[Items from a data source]

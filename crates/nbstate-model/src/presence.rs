#![forbid(unsafe_code)]

//! Collaborator cursors.

use serde::{Deserialize, Serialize};

use crate::cell::CellId;
use crate::result::PosRange;

/// Identifies one connected collaborator.
pub type PresenceId = i32;

#[derive(Debug, Clone, Copy, PartialEq, Eq, Serialize, Deserialize)]
#[serde(rename_all = "camelCase")]
pub struct PresenceSelection {
    pub cell_id: CellId,
    pub range: PosRange,
}

/// A collaborator as tracked at the notebook level.
#[derive(Debug, Clone, PartialEq, Eq, Serialize, Deserialize)]
pub struct ActivePresence {
    pub id: PresenceId,
    pub name: String,
    pub color: String,
    #[serde(default, skip_serializing_if = "Option::is_none")]
    pub avatar: Option<String>,
    #[serde(default, skip_serializing_if = "Option::is_none")]
    pub selection: Option<PresenceSelection>,
}

impl ActivePresence {
    #[must_use]
    pub fn new(id: PresenceId, name: impl Into<String>, color: impl Into<String>) -> Self {
        Self {
            id,
            name: name.into(),
            color: color.into(),
            avatar: None,
            selection: None,
        }
    }

    #[must_use]
    pub fn with_selection(mut self, cell_id: CellId, range: PosRange) -> Self {
        self.selection = Some(PresenceSelection { cell_id, range });
        self
    }

    /// The cell-level marker for this collaborator, if their cursor is in a cell.
    #[must_use]
    pub fn cell_presence(&self) -> Option<(CellId, CellPresence)> {
        self.selection.map(|sel| {
            (
                sel.cell_id,
                CellPresence {
                    id: self.id,
                    name: self.name.clone(),
                    color: self.color.clone(),
                    range: sel.range,
                    avatar: self.avatar.clone(),
                },
            )
        })
    }
}

/// A collaborator's cursor as shown inside one cell.
#[derive(Debug, Clone, PartialEq, Eq, Serialize, Deserialize)]
pub struct CellPresence {
    pub id: PresenceId,
    pub name: String,
    pub color: String,
    pub range: PosRange,
    #[serde(default, skip_serializing_if = "Option::is_none")]
    pub avatar: Option<String>,
}
#![forbid(unsafe_code)]

//! Values, errors and positions produced by running cells.

use serde::{Deserialize, Serialize};

use crate::cell::CellId;
use crate::stream::HandleId;

/// Half-open character range within a cell's content.
#[derive(Debug, Clone, Copy, Default, PartialEq, Eq, Hash, Serialize, Deserialize)]
pub struct PosRange {
    pub start: usize,
    pub end: usize,
}

impl PosRange {
    #[must_use]
    pub const fn new(start: usize, end: usize) -> Self {
        Self { start, end }
    }

    #[must_use]
    pub const fn len(&self) -> usize {
        self.end.saturating_sub(self.start)
    }

    #[must_use]
    pub const fn is_empty(&self) -> bool {
        self.end <= self.start
    }
}

/// One way of presenting a value.
#[derive(Debug, Clone, PartialEq, Eq, Serialize, Deserialize)]
#[serde(tag = "type", rename_all = "camelCase")]
pub enum ValueRepr {
    String { content: String },
    #[serde(rename_all = "camelCase")]
    Mime { mime_type: String, content: String },
    /// Data delivered incrementally through a stream handle.
    Streaming { handle: HandleId, count: Option<u64> },
}

/// A named value computed by the kernel.
#[derive(Debug, Clone, PartialEq, Eq, Serialize, Deserialize)]
#[serde(rename_all = "camelCase")]
pub struct ResultValue {
    pub name: String,
    pub type_name: String,
    pub reprs: Vec<ValueRepr>,
    pub source_cell: CellId,
    #[serde(default, skip_serializing_if = "Option::is_none")]
    pub pos: Option<PosRange>,
}

impl ResultValue {
    #[must_use]
    pub fn new(name: impl Into<String>, type_name: impl Into<String>, source_cell: CellId) -> Self {
        Self {
            name: name.into(),
            type_name: type_name.into(),
            reprs: Vec::new(),
            source_cell,
            pos: None,
        }
    }

    #[must_use]
    pub fn with_repr(mut self, repr: ValueRepr) -> Self {
        self.reprs.push(repr);
        self
    }

    /// Plain-text rendering, if one was provided.
    #[must_use]
    pub fn text(&self) -> Option<&str> {
        self.reprs.iter().find_map(|repr| match repr {
            ValueRepr::String { content } => Some(content.as_str()),
            _ => None,
        })
    }
}

/// A result computed on the client rather than by the kernel.
#[derive(Debug, Clone, PartialEq, Serialize, Deserialize)]
pub struct ClientResult {
    pub kind: String,
    pub payload: serde_json::Value,
}

/// Closed union of everything a cell's `results` may hold.
#[derive(Debug, Clone, PartialEq, Serialize, Deserialize)]
#[serde(tag = "source", rename_all = "camelCase")]
pub enum CellResult {
    Value(ResultValue),
    Client(ClientResult),
}

impl CellResult {
    #[must_use]
    pub fn as_value(&self) -> Option<&ResultValue> {
        match self {
            Self::Value(value) => Some(value),
            Self::Client(_) => None,
        }
    }
}

#[derive(Debug, Clone, Copy, PartialEq, Eq, PartialOrd, Ord, Hash, Serialize, Deserialize)]
#[serde(rename_all = "lowercase")]
pub enum Severity {
    Info,
    Warning,
    Error,
}

/// One compiler diagnostic.
#[derive(Debug, Clone, PartialEq, Eq, Serialize, Deserialize)]
pub struct KernelReport {
    pub position: PosRange,
    pub message: String,
    pub severity: Severity,
}

#[derive(Debug, Clone, Default, PartialEq, Eq, Serialize, Deserialize)]
pub struct CompileErrors {
    pub reports: Vec<KernelReport>,
}

impl CompileErrors {
    /// Whether any report is an error rather than a warning.
    #[must_use]
    pub fn has_errors(&self) -> bool {
        self.reports.iter().any(|r| r.severity == Severity::Error)
    }
}

/// An exception raised while a cell ran.
#[derive(Debug, Clone, PartialEq, Eq, Serialize, Deserialize)]
#[serde(rename_all = "camelCase")]
pub struct RuntimeError {
    pub class_name: String,
    pub message: String,
    #[serde(default)]
    pub stack_trace: Vec<String>,
    #[serde(default, skip_serializing_if = "Option::is_none")]
    pub cause: Option<Box<RuntimeError>>,
}

impl RuntimeError {
    #[must_use]
    pub fn new(class_name: impl Into<String>, message: impl Into<String>) -> Self {
        Self {
            class_name: class_name.into(),
            message: message.into(),
            stack_trace: Vec::new(),
            cause: None,
        }
    }
}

§ **BRIEF**
What's needed is an exact copy of every entry.

§ **THE ANSWER**
filename crates/nbstate-model/src/presence.rs
#![forbid(unsafe_code)]

//! Collaborator cursors.

use serde::{Deserialize, Serialize};

use crate::cell::CellId;
use crate::result::PosRange;

/// Identifies one connected collaborator.
pub type PresenceId = i32;

#[derive(Debug, Clone, Copy, PartialEq, Eq, Serialize, Deserialize)]
#[serde(rename_all = "camelCase")]
pub struct PresenceSelection {
    pub cell_id: CellId,
    pub range: PosRange,
}

/// A collaborator as tracked at the notebook level.
#[derive(Debug, Clone, PartialEq, Eq, Serialize, Deserialize)]
pub struct ActivePresence {
    pub id: PresenceId,
    pub name: String,
    pub color: String,
    #[serde(default, skip_serializing_if = "Option::is_none")]
    pub avatar: Option<String>,
    #[serde(default, skip_serializing_if = "Option::is_none")]
    pub selection: Option<PresenceSelection>,
}

impl ActivePresence {
    #[must_use]
    pub fn new(id: PresenceId, name: impl Into<String>, color: impl Into<String>) -> Self {
        Self {
            id,
            name: name.into(),
            color: color.into(),
            avatar: None,
            selection: None,
        }
    }

    #[must_use]
    pub fn with_selection(mut self, cell_id: CellId, range: PosRange) -> Self {
        self.selection = Some(PresenceSelection { cell_id, range });
        self
    }

    /// The cell-level marker for this collaborator, if their cursor is in a cell.
    #[must_use]
    pub fn cell_presence(&self) -> Option<(CellId, CellPresence)> {
        self.selection.map(|sel| {
            (
                sel.cell_id,
                CellPresence {
                    id: self.id,
                    name: self.name.clone(),
                    color: self.color.clone(),
                    range: sel.range,
                    avatar: self.avatar.clone(),
                },
            )
        })
    }
}

/// A collaborator's cursor as shown inside one cell.
#[derive(Debug, Clone, PartialEq, Eq, Serialize, Deserialize)]
pub struct CellPresence {
    pub id: PresenceId,
    pub name: String,
    pub color: String,
    pub range: PosRange,
    #[serde(default, skip_serializing_if = "Option::is_none")]
    pub avatar: Option<String>,
}
#![forbid(unsafe_code)]

//! Values, errors and positions produced by running cells.

use serde::{Deserialize, Serialize};

use crate::cell::CellId;
use crate::stream::HandleId;

/// Half-open character range within a cell's content.
#[derive(Debug, Clone, Copy, Default, PartialEq, Eq, Hash, Serialize, Deserialize)]
pub struct PosRange {
    pub start: usize,
    pub end: usize,
}

impl PosRange {
    #[must_use]
    pub const fn new(start: usize, end: usize) -> Self {
        Self { start, end }
    }

    #[must_use]
    pub const fn len(&self) -> usize {
        self.end.saturating_sub(self.start)
    }

    #[must_use]
    pub const fn is_empty(&self) -> bool {
        self.end <= self.start
    }
}

/// One way of presenting a value.
#[derive(Debug, Clone, PartialEq, Eq, Serialize, Deserialize)]
#[serde(tag = "type", rename_all = "camelCase")]
pub enum ValueRepr {
    String { content: String },
    #[serde(rename_all = "camelCase")]
    Mime { mime_type: String, content: String },
    /// Data delivered incrementally through a stream handle.
    Streaming { handle: HandleId, count: Option<u64> },
}

/// A named value computed by the kernel.
#[derive(Debug, Clone, PartialEq, Eq, Serialize, Deserialize)]
#[serde(rename_all = "camelCase")]
pub struct ResultValue {
    pub name: String,
    pub type_name: String,
    pub reprs: Vec<ValueRepr>,
    pub source_cell: CellId,
    #[serde(default, skip_serializing_if = "Option::is_none")]
    pub pos: Option<PosRange>,
}

impl ResultValue {
    #[must_use]
    pub fn new(name: impl Into<String>, type_name: impl Into<String>, source_cell: CellId) -> Self {
        Self {
            name: name.into(),
            type_name: type_name.into(),
            reprs: Vec::new(),
            source_cell,
            pos: None,
        }
    }

    #[must_use]
    pub fn with_repr(mut self, repr: ValueRepr) -> Self {
        self.reprs.push(repr);
        self
    }

    /// Plain-text rendering, if one was provided.
    #[must_use]
    pub fn text(&self) -> Option<&str> {
        self.reprs.iter().find_map(|repr| match repr {
            ValueRepr::String { content } => Some(content.as_str()),
            _ => None,
        })
    }
}

/// A result computed on the client rather than by the kernel.
#[derive(Debug, Clone, PartialEq, Serialize, Deserialize)]
pub struct ClientResult {
    pub kind: String,
    pub payload: serde_json::Value,
}

/// Closed union of everything a cell's `results` may hold.
#[derive(Debug, Clone, PartialEq, Serialize, Deserialize)]
#[serde(tag = "source", rename_all = "camelCase")]
pub enum CellResult {
    Value(ResultValue),
    Client(ClientResult),
}

impl CellResult {
    #[must_use]
    pub fn as_value(&self) -> Option<&ResultValue> {
        match self {
            Self::Value(value) => Some(value),
            Self::Client(_) => None,
        }
    }
}

#[derive(Debug, Clone, Copy, PartialEq, Eq, PartialOrd, Ord, Hash, Serialize, Deserialize)]
#[serde(rename_all = "lowercase")]
pub enum Severity {
    Info,
    Warning,
    Error,
}

/// One compiler diagnostic.
#[derive(Debug, Clone, PartialEq, Eq, Serialize, Deserialize)]
pub struct KernelReport {
    pub position: PosRange,
    pub message: String,
    pub severity: Severity,
}

#[derive(Debug, Clone, Default, PartialEq, Eq, Serialize, Deserialize)]
pub struct CompileErrors {
    pub reports: Vec<KernelReport>,
}

impl CompileErrors {
    /// Whether any report is an error rather than a warning.
    #[must_use]
    pub fn has_errors(&self) -> bool {
        self.reports.iter().any(|r| r.severity == Severity::Error)
    }
}

/// An exception raised while a cell ran.
#[derive(Debug, Clone, PartialEq, Eq, Serialize, Deserialize)]
#[serde(rename_all = "camelCase")]
pub struct RuntimeError {
    pub class_name: String,
    pub message: String,
    #[serde(default)]
    pub stack_trace: Vec<String>,
    #[serde(default, skip_serializing_if = "Option::is_none")]
    pub cause: Option<Box<RuntimeError>>,
}

impl RuntimeError {
    #[must_use]
    pub fn new(class_name: impl Into<String>, message: impl Into<String>) -> Self {
        Self {
            class_name: class_name.into(),
            message: message.into(),
            stack_trace: Vec::new(),
            cause: None,
        }
    }
}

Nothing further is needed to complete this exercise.